- Cover of volume one
- Date: February 14, 2017 (volume one); May 28, 2024 (volume two);
- Publisher: Fantagraphics

Creative team
- Creator: Emil Ferris

= My Favorite Thing Is Monsters =

2017 graphic novel by Emil Ferris

My Favorite Thing Is Monsters is a two-volume debut graphic novel by American writer Emil Ferris. It portrays a young girl named Karen Reyes investigating the death of her neighbor in 1960s Chicago. Ferris started working on the novel after contracting West Nile virus and becoming paralyzed at age forty. She attended the School of the Art Institute of Chicago for writing and began the graphic novel to help her recover in 2010, taking six years to create 700 pages. The work draws on Ferris's childhood growing up in Chicago and her love of monsters and horror media. The process of creating the book was difficult, with Ferris working long hours, living frugally, and encountering publishing setbacks, such as a cancelation by one publisher and the temporary seizure of the first volume's printing at the Panama Canal.

The first volume was published by Fantagraphics on February 14, 2017. The work won the 2017 Ignatz Award for Outstanding Graphic Novel and two 2018 Eisner Awards, and it was nominated for a 2018 Hugo Award. The French edition won the ACBD's Prix de la critique and the Fauve D'Or at the 2019 Angoulême International Comics Festival. My Favorite Thing Is Monsters has received critical acclaim and is considered by many critics to be one of the best graphic novels of 2017.

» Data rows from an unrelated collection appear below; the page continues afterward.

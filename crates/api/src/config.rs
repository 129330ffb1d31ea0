use std::net::IpAddr;
use std::str::FromStr;

use axum::http::HeaderValue;
use chrono_tz::Tz;
use setlist_core::dates::DEFAULT_TIMEZONE;

/// Errors raised while loading [`ServerConfig`].
#[derive(Debug, thiserror::Error)]
pub enum ConfigError {
    #[error("{0} must be set")]
    Missing(&'static str),

    #[error("{var}={value:?} is invalid: {reason}")]
    Invalid {
        var: &'static str,
        value: String,
        reason: String,
    },
}

/// Log output format selected by `LOG_FORMAT`.
#[derive(Debug, Clone, Copy, PartialEq, Eq)]
pub enum LogFormat {
    Pretty,
    Json,
}

/// Server configuration loaded from environment variables.
///
/// Everything except `DATABASE_URL` has a default suitable for local
/// development.
#[derive(Debug, Clone)]
pub struct ServerConfig {
    /// Bind address (default: `0.0.0.0`).
    pub host: IpAddr,
    /// Bind port (default: `8080`).
    pub port: u16,
    /// PostgreSQL connection string.
    pub database_url: String,
    /// Allowed CORS origins, parsed from comma-separated `CORS_ORIGINS`.
    pub cors_origins: Vec<String>,
    /// HTTP request timeout in seconds (default: `30`).
    pub request_timeout_secs: u64,
    /// Maximum request body size in bytes (default: 1 MiB).
    pub max_body_bytes: usize,
    /// Zone used for "tonight", "this weekend" and bare dates.
    pub timezone: Tz,
    /// Upper bound on pooled database connections (default: `25`).
    pub db_max_connections: u32,
    /// Seconds to wait for a pooled connection (default: `5`).
    pub db_acquire_timeout_secs: u64,
    /// Application log level (default: `info`).
    pub log_level: String,
    pub log_format: LogFormat,
}

const LOG_LEVELS: &[&str] = &["trace", "debug", "info", "warn", "error"];

impl ServerConfig {
    /// Load configuration from environment variables with defaults.
    ///
    /// | Env Var                   | Default                                      |
    /// |---------------------------|----------------------------------------------|
    /// | `HOST`                    | `0.0.0.0`                                    |
    /// | `PORT`                    | `8080`                                       |
    /// | `DATABASE_URL`            | required                                     |
    /// | `CORS_ORIGINS`            | `http://localhost:3000,http://localhost:8080`|
    /// | `REQUEST_TIMEOUT_SECS`    | `30`                                         |
    /// | `MAX_BODY_BYTES`          | `1048576`                                    |
    /// | `DIRECTORY_TIMEZONE`      | `America/New_York`                           |
    /// | `DB_MAX_CONNECTIONS`      | `25`                                         |
    /// | `DB_ACQUIRE_TIMEOUT_SECS` | `5`                                          |
    /// | `LOG_LEVEL`               | `info`                                       |
    /// | `LOG_FORMAT`              | `pretty` (or `json`)                         |
    pub fn from_env() -> Result<Self, ConfigError> {
        Self::from_lookup(|key| std::env::var(key).ok())
    }

    /// Load configuration through an arbitrary key lookup.
    pub fn from_lookup<F>(lookup: F) -> Result<Self, ConfigError>
    where
        F: Fn(&str) -> Option<String>,
    {
        let get = |key: &str| lookup(key).filter(|v| !v.trim().is_empty());

        let database_url = get("DATABASE_URL").ok_or(ConfigError::Missing("DATABASE_URL"))?;

        let cors_origins: Vec<String> = get("CORS_ORIGINS")
            .unwrap_or_else(|| "http://localhost:3000,http://localhost:8080".into())
            .split(',')
            .map(|s| s.trim().to_string())
            .filter(|s| !s.is_empty())
            .collect();
        for origin in &cors_origins {
            HeaderValue::from_str(origin).map_err(|e| invalid("CORS_ORIGINS", origin, e))?;
        }

        let timezone = match get("DIRECTORY_TIMEZONE") {
            None => DEFAULT_TIMEZONE,
            Some(raw) => raw
                .parse::<Tz>()
                .map_err(|e| invalid("DIRECTORY_TIMEZONE", &raw, e))?,
        };

        let log_level = get("LOG_LEVEL")
            .unwrap_or_else(|| "info".into())
            .to_lowercase();
        if !LOG_LEVELS.contains(&log_level.as_str()) {
            return Err(invalid(
                "LOG_LEVEL",
                &log_level,
                format!("expected one of {}", LOG_LEVELS.join(", ")),
            ));
        }

        let log_format = match get("LOG_FORMAT").as_deref() {
            None | Some("pretty") => LogFormat::Pretty,
            Some("json") => LogFormat::Json,
            Some(other) => return Err(invalid("LOG_FORMAT", other, "expected pretty or json")),
        };

        Ok(Self {
            host: parse_or(&get, "HOST", IpAddr::from([0, 0, 0, 0]))?,
            port: parse_or(&get, "PORT", 8080)?,
            database_url,
            cors_origins,
            request_timeout_secs: parse_or(&get, "REQUEST_TIMEOUT_SECS", 30)?,
            max_body_bytes: parse_or(&get, "MAX_BODY_BYTES", 1024 * 1024)?,
            timezone,
            db_max_connections: parse_or(&get, "DB_MAX_CONNECTIONS", 25)?,
            db_acquire_timeout_secs: parse_or(&get, "DB_ACQUIRE_TIMEOUT_SECS", 5)?,
            log_level,
            log_format,
        })
    }
}

fn parse_or<T, G>(get: &G, var: &'static str, default: T) -> Result<T, ConfigError>
where
    T: FromStr,
    T::Err: std::fmt::Display,
    G: Fn(&str) -> Option<String>,
{
    match get(var) {
        None => Ok(default),
        Some(raw) => raw.trim().parse().map_err(|e| invalid(var, &raw, e)),
    }
}

fn invalid(var: &'static str, value: &str, reason: impl std::fmt::Display) -> ConfigError {
    ConfigError::Invalid {
        var,
        value: value.to_string(),
        reason: reason.to_string(),
    }
}

#[cfg(test)]
mod tests {
    use std::collections::HashMap;

    use assert_matches::assert_matches;

    use super::*;

    fn load(vars: &[(&str, &str)]) -> Result<ServerConfig, ConfigError> {
        let map: HashMap<String, String> = vars
            .iter()
            .map(|(k, v)| (k.to_string(), v.to_string()))
            .collect();
        ServerConfig::from_lookup(|key| map.get(key).cloned())
    }

    #[test]
    fn defaults_apply_when_only_database_url_is_set() {
        let config = load(&[("DATABASE_URL", "postgres://localhost/setlist")]).unwrap();
        assert_eq!(config.host, IpAddr::from([0, 0, 0, 0]));
        assert_eq!(config.port, 8080);
        assert_eq!(
            config.cors_origins,
            vec!["http://localhost:3000", "http://localhost:8080"]
        );
        assert_eq!(config.request_timeout_secs, 30);
        assert_eq!(config.max_body_bytes, 1_048_576);
        assert_eq!(config.timezone, chrono_tz::America::New_York);
        assert_eq!(config.db_max_connections, 25);
        assert_eq!(config.log_level, "info");
        assert_eq!(config.log_format, LogFormat::Pretty);
    }

    #[test]
    fn database_url_is_required() {
        assert_matches!(load(&[]), Err(ConfigError::Missing("DATABASE_URL")));
    }

    #[test]
    fn overrides_are_parsed() {
        let config = load(&[
            ("DATABASE_URL", "postgres://db/setlist"),
            ("PORT", "9000"),
            ("CORS_ORIGINS", "https://a.example, https://b.example ,"),
            ("DIRECTORY_TIMEZONE", "America/Chicago"),
            ("LOG_FORMAT", "json"),
            ("LOG_LEVEL", "WARN"),
        ])
        .unwrap();
        assert_eq!(config.port, 9000);
        assert_eq!(
            config.cors_origins,
            vec!["https://a.example", "https://b.example"]
        );
        assert_eq!(config.timezone, chrono_tz::America::Chicago);
        assert_eq!(config.log_format, LogFormat::Json);
        assert_eq!(config.log_level, "warn");
    }

    #[test]
    fn invalid_values_name_the_variable() {
        assert_matches!(
            load(&[("DATABASE_URL", "x"), ("PORT", "eighty")]),
            Err(ConfigError::Invalid { var: "PORT", .. })
        );
        assert_matches!(
            load(&[("DATABASE_URL", "x"), ("DIRECTORY_TIMEZONE", "Mars/Olympus")]),
            Err(ConfigError::Invalid { var: "DIRECTORY_TIMEZONE", .. })
        );
        assert_matches!(
            load(&[("DATABASE_URL", "x"), ("LOG_FORMAT", "xml")]),
            Err(ConfigError::Invalid { var: "LOG_FORMAT", .. })
        );
        assert_matches!(
            load(&[("DATABASE_URL", "x"), ("HOST", "not-an-ip")]),
            Err(ConfigError::Invalid { var: "HOST", .. })
        );
    }
}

A related comic that Ferris created for Free Comic Book Day won the 2020 Eisner Award for "Best Single Issue/One-Shot".

The second volume was published in May 2024 by Fantagraphics. In April 2023, Pantheon Books acquired an upcoming prequel titled Records of the Damned.

==Plot==
===Volume 1===
It is 1968, and 10-year-old Karen Reyes, who lives in Chicago, is a smart and imaginative girl fascinated by monsters, art, and her family. Her mother is a steadfast single parent, and her brother Deeze introduces her to art and horror, though he has a troubled, volatile personality.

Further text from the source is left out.